You’re all I want to write about

Because you’re all I think about. 

But I have no words to use 

Because my emotions you misuse. 

I am a water tower filled to the brim with anger and ready to drown the city you’re living in.  

I constantly tell myself, “I’m so over you.”

But that’s not true

Because when I think of love

You’re who I think of. 
You make me commit mental suicide the way you butcher my focus. 

Loving you is like chewing a jaw breaker. 
The sugar tastes so sweet. 

But hurts to eat. 

And you get a cavity. 

Your love is a train ready to depart, but I didn’t make it in time. 

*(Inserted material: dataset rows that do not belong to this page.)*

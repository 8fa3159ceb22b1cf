/// Settings endpoints
///
/// A small key/value store for operator-tunable configuration. Reads and
/// writes both require an admin-level session; values are arbitrary JSON.
///
/// # Endpoints
///
/// - `GET /v1/settings` - List all settings
/// - `GET /v1/settings/:key` - Get one setting
/// - `PUT /v1/settings/:key` - Upsert a setting

use crate::{
    app::AppState,
    error::{ApiError, ApiResult},
    response::ApiResponse,
};
use axum::{
    extract::{Path, State},
    Extension, Json,
};
use forgeboard_shared::{
    audit::PostCommit,
    auth::access::Caller,
    models::{activity_log::ActivityType, setting::Setting},
};
use serde::Deserialize;
use serde_json::json;

#[derive(Debug, Deserialize)]
pub struct PutSettingRequest {
    pub value: serde_json::Value,
}

fn require_admin(caller: &Caller) -> ApiResult<()> {
    if !caller.role.is_admin_level() {
        return Err(ApiError::Forbidden(
            "Administrator access required".to_string(),
        ));
    }
    Ok(())
}

/// List all settings
pub async fn list_settings(
    State(state): State<AppState>,
    Extension(caller): Extension<Caller>,
) -> ApiResult<Json<ApiResponse<Vec<Setting>>>> {
    require_admin(&caller)?;

    let settings = Setting::list(&state.db).await?;
    Ok(Json(ApiResponse::new(settings)))
}

/// Get one setting
pub async fn get_setting(
    State(state): State<AppState>,
    Extension(caller): Extension<Caller>,
    Path(key): Path<String>,
) -> ApiResult<Json<ApiResponse<Setting>>> {
    require_admin(&caller)?;

    let setting = Setting::get(&state.db, &key)
        .await?
        .ok_or_else(|| ApiError::NotFound("Setting not found".to_string()))?;

    Ok(Json(ApiResponse::new(setting)))
}

/// Create or replace a setting
pub async fn put_setting(
    State(state): State<AppState>,
    Extension(caller): Extension<Caller>,
    Path(key): Path<String>,
    Json(req): Json<PutSettingRequest>,
) -> ApiResult<Json<ApiResponse<Setting>>> {
    require_admin(&caller)?;

    if key.is_empty() || key.len() > 100 {
        return Err(ApiError::BadRequest(
            "Setting key must be 1-100 characters".to_string(),
        ));
    }

    let setting = Setting::put(&state.db, &key, req.value).await?;

    let mut effects = PostCommit::new(caller.user_id);
    effects.activity(
        ActivityType::SettingsUpdated,
        None,
        Some("setting"),
        json!({ "key": key }),
    );
    effects.run(&state.db).await;

    Ok(Json(ApiResponse::with_message(setting, "Setting saved")))
}
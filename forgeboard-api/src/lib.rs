//! # Forgeboard API Server Library
//!
//! This library provides the core functionality for the Forgeboard API server.
//!
//! ## Modules
//!
//! - `app`: Application state and router builder
//! - `config`: Configuration management
//! - `error`: Error handling and HTTP response mapping
//! - `response`: The JSON response envelope and pagination
//! - `mailer`: Outbound email delivery client
//! - `middleware`: Security headers and rate limiting
//! - `routes`: API route handlers

pub mod app;
pub mod config;
pub mod error;
pub mod mailer;
pub mod middleware;
pub mod response;
pub mod routes;
/// Contact intake works without a session and lands in the admin queue
#[tokio::test]
#[ignore]
async fn test_contact_intake_public() {
    let ctx = TestContext::new().await.unwrap();

    let request = post_json(
        "/v1/contact",
        None,
        json!({
            "name": "Prospect",
            "email": format!("it-{}@example.com", uuid::Uuid::new_v4()),
            "subject": "Quote request",
            "body": "How much for a storefront?",
        }),
    );
    let response = ctx.app.clone().call(request).await.unwrap();
    assert_eq!(response.status(), StatusCode::OK);

    // Admin review list contains it; non-admins are turned away
    let request = get("/v1/contact", Some(&ctx.admin_token));
    let response = ctx.app.clone().call(request).await.unwrap();
    assert_eq!(response.status(), StatusCode::OK);

    let client = common::create_user(&ctx.db, UserRole::Client).await.unwrap();
    let request = get("/v1/contact", Some(&ctx.token_for(&client)));
    let response = ctx.app.clone().call(request).await.unwrap();
    assert_eq!(response.status(), StatusCode::FORBIDDEN);

    ctx.cleanup().await.unwrap();
}

/// A reset token works exactly once; replaying it is rejected
#[tokio::test]
#[ignore]
async fn test_reset_token_is_single_use() {
    let ctx = TestContext::new().await.unwrap();

    let user = common::create_user(&ctx.db, UserRole::Client).await.unwrap();

    // Seed a token at the model layer, the same way forgot-password does
    let (token, token_hash) = generate_reset_token();
    PasswordReset::create(&ctx.db, user.id, &token_hash, chrono::Duration::minutes(30))
        .await
        .unwrap();

    let new_password = "Fr3sh-passw0rd!";
    let request = post_json(
        "/v1/auth/reset-password",
        None,
        json!({ "token": token, "password": new_password }),
    );
    let response = ctx.app.clone().call(request).await.unwrap();
    assert_eq!(response.status(), StatusCode::OK);

    // The new password logs in
    let request = post_json(
        "/v1/auth/login",
        None,
        json!({ "email": user.email, "password": new_password }),
    );
    let response = ctx.app.clone().call(request).await.unwrap();
    assert_eq!(response.status(), StatusCode::OK);

    // Replaying the same token is refused
    let request = post_json(
        "/v1/auth/reset-password",
        None,
        json!({ "token": token, "password": "An0ther-passw0rd!" }),
    );
    let response = ctx.app.clone().call(request).await.unwrap();
    assert_eq!(response.status(), StatusCode::BAD_REQUEST);

    ctx.cleanup().await.unwrap();
}

/// An invite code is consumed by its first redemption
#[tokio::test]
#[ignore]
async fn test_invite_code_single_redemption() {
    let ctx = TestContext::new().await.unwrap();

    let request = post_json(
        "/v1/admin/invites",
        Some(&ctx.admin_token),
        json!({ "role": "developer" }),
    );
    let response = ctx.app.clone().call(request).await.unwrap();
    assert_eq!(response.status(), StatusCode::OK);
    let body = common::body_json(response).await;
    let code = body["data"]["code"].as_str().unwrap().to_string();

    let request = post_json(
        "/v1/auth/signup",
        None,
        json!({
            "name": "First Redeemer",
            "email": format!("it-{}@example.com", uuid::Uuid::new_v4()),
            "password": common::TEST_PASSWORD,
            "role": "developer",
            "invite_code": code,
        }),
    );
    let response = ctx.app.clone().call(request).await.unwrap();
    assert_eq!(response.status(), StatusCode::OK);

    // A second signup with the same code is a conflict
    let request = post_json(
        "/v1/auth/signup",
        None,
        json!({
            "name": "Second Redeemer",
            "email": format!("it-{}@example.com", uuid::Uuid::new_v4()),
            "password": common::TEST_PASSWORD,
            "role": "developer",
            "invite_code": code,
        }),
    );
    let response = ctx.app.clone().call(request).await.unwrap();
    assert_eq!(response.status(), StatusCode::CONFLICT);

    ctx.cleanup().await.unwrap();
}

/// Deleting a user who still authored tasks is refused with a clean
/// message, not a raw constraint name
#[tokio::test]
#[ignore]
async fn test_delete_user_blocked_by_created_tasks() {
    let ctx = TestContext::new().await.unwrap();

    let dev = common::create_user(&ctx.db, UserRole::Developer).await.unwrap();

    let project = Project::create(
        &ctx.db,
        CreateProject {
            owner_id: ctx.admin.id,
            name: "Retention check".to_string(),
            description: None,
            budget: None,
        },
    )
    .await
    .unwrap();

    let task = Task::create(
        &ctx.db,
        CreateTask {
            project_id: project.id,
            title: "Authored by the developer".to_string(),
            description: None,
            priority: TaskPriority::Medium,
            created_by: dev.id,
            due_date: None,
        },
    )
    .await
    .unwrap();

    let request = Request::builder()
        .method("DELETE")
        .uri(format!("/v1/admin/users/{}", dev.id))
        .header("authorization", ctx.auth_header())
        .body(Body::empty())
        .unwrap();
    let response = ctx.app.clone().call(request).await.unwrap();
    assert_eq!(response.status(), StatusCode::CONFLICT);
    let body = common::body_json(response).await;
    let message = body["message"].as_str().unwrap();
    assert!(message.contains("task"), "unexpected message: {}", message);
    assert!(
        !message.contains("_fkey"),
        "constraint name leaked: {}",
        message
    );

    // Once the task is gone the deletion goes through
    let request = Request::builder()
        .method("DELETE")
        .uri(format!("/v1/tasks/{}", task.id))
        .header("authorization", ctx.auth_header())
        .body(Body::empty())
        .unwrap();
    let response = ctx.app.clone().call(request).await.unwrap();
    assert_eq!(response.status(), StatusCode::OK);

    let request = Request::builder()
        .method("DELETE")
        .uri(format!("/v1/admin/users/{}", dev.id))
        .header("authorization", ctx.auth_header())
        .body(Body::empty())
        .unwrap();
    let response = ctx.app.clone().call(request).await.unwrap();
    assert_eq!(response.status(), StatusCode::OK);

    // Drop the scaffold project so cleanup can remove its owner
    let request = Request::builder()
        .method("DELETE")
        .uri(format!("/v1/projects/{}", project.id))
        .header("authorization", ctx.auth_header())
        .body(Body::empty())
        .unwrap();
    let response = ctx.app.clone().call(request).await.unwrap();
    assert_eq!(response.status(), StatusCode::OK);

    ctx.cleanup().await.unwrap();
}

/// Permission flags gate admin surfaces even for admin-adjacent roles
#[tokio::test]
#[ignore]
async fn test_permission_flags_gate_admin_routes() {
    let ctx = TestContext::new().await.unwrap();

    // A developer with no grants cannot list users
    let dev = common::create_user(&ctx.db, UserRole::Developer).await.unwrap();
    let request = get("/v1/admin/users", Some(&ctx.token_for(&dev)));
    let response = ctx.app.clone().call(request).await.unwrap();
    assert_eq!(response.status(), StatusCode::FORBIDDEN);

    // The super admin always can
    let request = get("/v1/admin/users", Some(&ctx.admin_token));
    let response = ctx.app.clone().call(request).await.unwrap();
    assert_eq!(response.status(), StatusCode::OK);

    ctx.cleanup().await.unwrap();
}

No, I ran through the terminals, past the open doors of all the other trains 

And when I finally reached you, your doors slammed shut. 

And you whisked away ready to pick up a load of new passengers. 

You wanted me when you were empty. 
But now that she needs a ride home, I’m just a forgotten passenger. 
A passenger you’ve been hiding and you’re prepared to forget about. 
I fall in love with girls who need me. 

But they always throw me away when they don’t. 

They use me up and throw me away like garbage. 

I am not your rebound, or your backup plan. When you find out she still doesn’t want you the way you pretended to want me, I’ll be gone. 

I’ll have found another destination and be on my way. 

I want to be done looking for happiness in someone as unhappy as you. 
I’m sick of my idea of love, being with you. 

I’m sick of you. 

I don’t know what I need, but I know it’s not you.
 
But why can’t I throw this ticket away. 

I loved you so fucking much why can’t you love me back

I don’t even know

How to talk to you any-

More. Now that I’m trash 

It’s like I’m nothing to you! 

Do not pretend like you care. 

After all, if you did, I wouldn’t feel like I had been laying in your way. So you threw my stomach and squashed my heart. 

I don’t need you. I want you so badly. But I don’t need you. 

Actually, my brain has turned itself around like a moving vehicle and I’m finally thinking logically: 
I’m so over you. 

I’m so over you, the way you put your friend on a pedestal for doing absolutely nothing. 

I’m so over you, the way you label yourself selfless but only think of yourself. 

I’m so over you the way you hide my name like the sun during an eclipse. 

I’m so over you, the way you were never on me. 

So here’s your ticket. 

Give it to whoever you think deserves to be left behind and get no where.